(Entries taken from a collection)
_ _ _ _ _
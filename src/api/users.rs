use axum::extract::{Path, State};
use axum::Json;
use serde::Serialize;

use crate::api::{parse_address, AppState};
use crate::domain::{Address, Amount, PoolId, UserDeposit};
use crate::error::AppError;

#[derive(Debug, Serialize)]
#[serde(rename_all = "camelCase")]
pub struct UserPoolsResponse {
    pub user: Address,
    pub pool_ids: Vec<PoolId>,
}

#[derive(Debug, Serialize)]
#[serde(rename_all = "camelCase")]
pub struct UserDepositsResponse {
    pub user: Address,
    pub total_deposited: Amount,
    pub deposits: Vec<UserDeposit>,
}

pub async fn get_user_pools(
    Path(user): Path<String>,
    State(state): State<AppState>,
) -> Result<Json<UserPoolsResponse>, AppError> {
    let user = parse_address(&user, "user address")?;
    let pool_ids = state.repo.get_user_pools(&user).await?;
    Ok(Json(UserPoolsResponse { user, pool_ids }))
}

pub async fn get_user_deposits(
    Path(user): Path<String>,
    State(state): State<AppState>,
) -> Result<Json<UserDepositsResponse>, AppError> {
    let user = parse_address(&user, "user address")?;
    let deposits = state.repo.get_user_deposits(&user).await?;
    let total_deposited = deposits
        .iter()
        .try_fold(Amount::ZERO, |acc, d| acc.checked_add(d.amount))
        .ok_or_else(|| AppError::Internal("deposit total overflows".into()))?;
    Ok(Json(UserDepositsResponse {
        user,
        total_deposited,
        deposits,
    }))
}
_ _ _ _ _
_REQUIRED ACTION_. Please copy the data in full, character for character.

_EXPECTED ANSWER_.
filename src/api/users.rs
use axum::extract::{Path, State};
use axum::Json;
use serde::Serialize;

use crate::api::{parse_address, AppState};
use crate::domain::{Address, Amount, PoolId, UserDeposit};
use crate::error::AppError;

#[derive(Debug, Serialize)]
#[serde(rename_all = "camelCase")]
pub struct UserPoolsResponse {
    pub user: Address,
    pub pool_ids: Vec<PoolId>,
}

#[derive(Debug, Serialize)]
#[serde(rename_all = "camelCase")]
pub struct UserDepositsResponse {
    pub user: Address,
    pub total_deposited: Amount,
    pub deposits: Vec<UserDeposit>,
}

pub async fn get_user_pools(
    Path(user): Path<String>,
    State(state): State<AppState>,
) -> Result<Json<UserPoolsResponse>, AppError> {
    let user = parse_address(&user, "user address")?;
    let pool_ids = state.repo.get_user_pools(&user).await?;
    Ok(Json(UserPoolsResponse { user, pool_ids }))
}

pub async fn get_user_deposits(
    Path(user): Path<String>,
    State(state): State<AppState>,
) -> Result<Json<UserDepositsResponse>, AppError> {
    let user = parse_address(&user, "user address")?;
    let deposits = state.repo.get_user_deposits(&user).await?;
    let total_deposited = deposits
        .iter()
        .try_fold(Amount::ZERO, |acc, d| acc.checked_add(d.amount))
        .ok_or_else(|| AppError::Internal("deposit total overflows".into()))?;
    Ok(Json(UserDepositsResponse {
        user,
        total_deposited,
        deposits,
    }))
}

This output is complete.